▶ [ASSIGNMENT] In the entries below, find the line with "tracing_subscriber::registry()" and the line with "let _ = fs::remove_file(file.path());". Reproduce those two lines and every line between them exactly, and nothing more.

▶ [MATERIAL FOR THIS TASK]
>>>>>

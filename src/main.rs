use bevy::prelude::*;

use citynav::navigation::{
    AgentClass, BuildNavigation, Crosswalk, NavPath, NavPathFailed, NavigationConfig, NavigationPlugin,
    NavigationService, PathRequest, Plot, Point2D,
};

use bevy::app::ScheduleRunnerPlugin;
use rand::rngs::StdRng;
use rand::{Rng, SeedableRng};
use tracing_subscriber::{fmt, layer::SubscriberExt, util::SubscriberInitExt, EnvFilter};
use tracing_appender::rolling::{RollingFileAppender, Rotation};
use std::fs;
use std::path::{Path, PathBuf};
use std::time::{Duration, Instant};

const CONFIG_PATH: &str = "assets/navigation.ron";
const LOG_PREFIX: &str = "citynav";
const AGENTS_PER_CLASS: usize = 200;

fn setup_file_logging() -> String {
    let log_dir = PathBuf::from("logs");
    if let Err(e) = fs::create_dir_all(&log_dir) {
        eprintln!("Failed to create logs directory: {}", e);
    }

    cleanup_old_logs(&log_dir, 25);

    let now = chrono::Local::now();
    let log_filename = format!("{}_{}.log", LOG_PREFIX, now.format("%Y%m%d_%H%M%S"));
    let log_path_str = log_dir.join(&log_filename).to_string_lossy().to_string();

    // one file per run
    let file_appender = RollingFileAppender::new(Rotation::NEVER, &log_dir, &log_filename);

    let file_layer = fmt::layer()
        .with_writer(file_appender)
        .with_ansi(false);

    let stdout_layer = fmt::layer()
        .with_writer(std::io::stdout)
        .with_target(false);

    let filter = EnvFilter::try_from_default_env()
        .unwrap_or_else(|_| EnvFilter::new("bevy_ecs=info,citynav=info"));

    tracing_subscriber::registry()
        .with(filter)
        .with(file_layer)
        .with(stdout_layer)
        .init();

    log_path_str
}

fn cleanup_old_logs(log_dir: &Path, keep_count: usize) {
    let Ok(entries) = fs::read_dir(log_dir) else { return };
    let mut log_files: Vec<_> = entries
        .filter_map(|e| e.ok())
        .filter(|e| {
            e.path()
                .file_name()
                .and_then(|n| n.to_str())
                .is_some_and(|s| s.starts_with(LOG_PREFIX) && s.ends_with(".log"))
        })
        .collect();

    // oldest first
    log_files.sort_by_key(|e| e.metadata().ok().and_then(|m| m.modified().ok()));

    if log_files.len() > keep_count {
        for file in log_files.iter().take(log_files.len() - keep_count) {
            let _ = fs::remove_file(file.path());
        }
    }
}

/// A procedurally laid out block grid: square plots separated by streets,
/// with a crosswalk halfway along every street segment.
#[derive(Resource, Clone, Debug)]
struct CityLayout {
    plots: Vec<Plot>,
    crosswalks: Vec<Crosswalk>,
    extent: Point2D,
}

impl CityLayout {
    fn generate(rng: &mut StdRng, config: &NavigationConfig, blocks_x: usize, blocks_z: usize) -> Self {
        let street = 2.0 * config.sidewalk_width + config.road_width;
        let block = 40.0;
        let pitch = block + street;
        let mut plots = Vec::new();
        let mut crosswalks = Vec::new();

        for bz in 0..blocks_z {
            for bx in 0..blocks_x {
                let x0 = bx as f32 * pitch;
                let z0 = bz as f32 * pitch;
                // roughly one block in ten is left empty as a plaza
                if !rng.random_bool(0.1) {
                    plots.push(Plot::new(plots.len() as u64, x0, z0, block, block));
                }

                if bx + 1 < blocks_x {
                    let position = Point2D::new(x0 + block + street * 0.5, z0 + block * 0.5);
                    crosswalks.push(Crosswalk::new(position, 0.0, street));
                }
                if bz + 1 < blocks_z {
                    let position = Point2D::new(x0 + block * 0.5, z0 + block + street * 0.5);
                    crosswalks.push(Crosswalk::new(position, std::f32::consts::FRAC_PI_2, street));
                }
            }
        }

        let extent = Point2D::new(blocks_x as f32 * pitch - street, blocks_z as f32 * pitch - street);
        Self { plots, crosswalks, extent }
    }
}

#[derive(Component)]
struct DemoAgent;

#[derive(Resource)]
struct DemoState {
    rng: StdRng,
    dispatched_at: Option<Instant>,
    expected: usize,
}

fn request_build(layout: Res<CityLayout>, mut build: MessageWriter<BuildNavigation>) {
    info!(
        "[NAV] Requesting navigation for {} plots and {} crosswalks",
        layout.plots.len(),
        layout.crosswalks.len()
    );
    build.write(BuildNavigation {
        plots: layout.plots.clone(),
        crosswalks: layout.crosswalks.clone(),
    });
}

fn dispatch_queries(
    mut commands: Commands,
    mut state: ResMut<DemoState>,
    layout: Res<CityLayout>,
    service: Option<Res<NavigationService>>,
    mut requests: MessageWriter<PathRequest>,
) {
    if state.dispatched_at.is_some() || service.is_none() {
        return;
    }

    let extent = layout.extent;
    for agent in AgentClass::ALL {
        for _ in 0..AGENTS_PER_CLASS {
            let start = Point2D::new(state.rng.random_range(0.0..extent.x), state.rng.random_range(0.0..extent.z));
            let goal = Point2D::new(state.rng.random_range(0.0..extent.x), state.rng.random_range(0.0..extent.z));
            let entity = commands.spawn(DemoAgent).id();
            requests.write(PathRequest { entity, start, goal, agent });
        }
    }
    state.expected = AgentClass::ALL.len() * AGENTS_PER_CLASS;
    state.dispatched_at = Some(Instant::now());
    info!("[NAV] Dispatched {} path requests", state.expected);
}

fn report_results(
    state: Res<DemoState>,
    agents: Query<(Option<&NavPath>, Has<NavPathFailed>), With<DemoAgent>>,
    service: Option<Res<NavigationService>>,
    mut exit: MessageWriter<AppExit>,
) {
    let (Some(dispatched_at), Some(service)) = (state.dispatched_at, service) else { return };

    let mut found = 0;
    let mut failed = 0;
    let mut total_length = 0.0;
    for (path, has_failed) in &agents {
        if let Some(path) = path {
            found += 1;
            total_length += path.length;
        } else if has_failed {
            failed += 1;
        }
    }
    if found + failed < state.expected {
        return;
    }

    info!(
        "[NAV] {} routes found, {} unreachable in {:?} (mean length {:.1})",
        found,
        failed,
        dispatched_at.elapsed(),
        if found > 0 { total_length / found as f32 } else { 0.0 }
    );
    for agent in AgentClass::ALL {
        let stats = service.hierarchy_stats(agent);
        info!(
            "[HPA] {:?}: {} clusters, {} entrances, {} inter / {} intra edges, {} components",
            agent,
            stats.graph.clusters,
            stats.graph.entrances,
            stats.graph.inter_edges,
            stats.graph.intra_edges,
            stats.components
        );
    }
    let cache = service.cache_stats();
    info!(
        "[PATH CACHE] {} entries, {} hits, {} misses ({:.0}% hit rate), {} evictions",
        cache.size,
        cache.hits,
        cache.misses,
        cache.hit_rate() * 100.0,
        cache.evictions
    );
    exit.write(AppExit::Success);
}

fn main() {
    let log_file = setup_file_logging();

    println!("╔══════════════════════════════════════════════════════════╗");
    println!("║  citynav - Logging to file                               ║");
    println!("╠══════════════════════════════════════════════════════════╣");
    println!("║  Log file: {:<45} ║", log_file);
    println!("╚══════════════════════════════════════════════════════════╝");

    let seed = std::env::args().nth(1).and_then(|s| s.parse().ok()).unwrap_or(42);
    let config = NavigationConfig::load_or_default(CONFIG_PATH);
    let mut rng = StdRng::seed_from_u64(seed);
    let layout = CityLayout::generate(&mut rng, &config, 6, 6);
    info!("[NAV] City seed {}: {:.0} x {:.0} world units", seed, layout.extent.x, layout.extent.z);

    App::new()
        .add_plugins(MinimalPlugins.set(ScheduleRunnerPlugin::run_loop(Duration::from_millis(16))))
        .insert_resource(config)
        .insert_resource(layout)
        .insert_resource(DemoState { rng, dispatched_at: None, expected: 0 })
        .add_plugins(NavigationPlugin)
        .add_systems(Startup, request_build)
        .add_systems(Update, (dispatch_queries, report_results))
        .run();
}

<<<<<

▶ [THE COMPLETED TASK]
    tracing_subscriber::registry()
        .with(filter)
        .with(file_layer)
        .with(stdout_layer)
        .init();

    log_path_str
}

fn cleanup_old_logs(log_dir: &Path, keep_count: usize) {
    let Ok(entries) = fs::read_dir(log_dir) else { return };
    let mut log_files: Vec<_> = entries
        .filter_map(|e| e.ok())
        .filter(|e| {
            e.path()
                .file_name()
                .and_then(|n| n.to_str())
                .is_some_and(|s| s.starts_with(LOG_PREFIX) && s.ends_with(".log"))
        })
        .collect();

    // oldest first
    log_files.sort_by_key(|e| e.metadata().ok().and_then(|m| m.modified().ok()));

    if log_files.len() > keep_count {
        for file in log_files.iter().take(log_files.len() - keep_count) {
            let _ = fs::remove_file(file.path());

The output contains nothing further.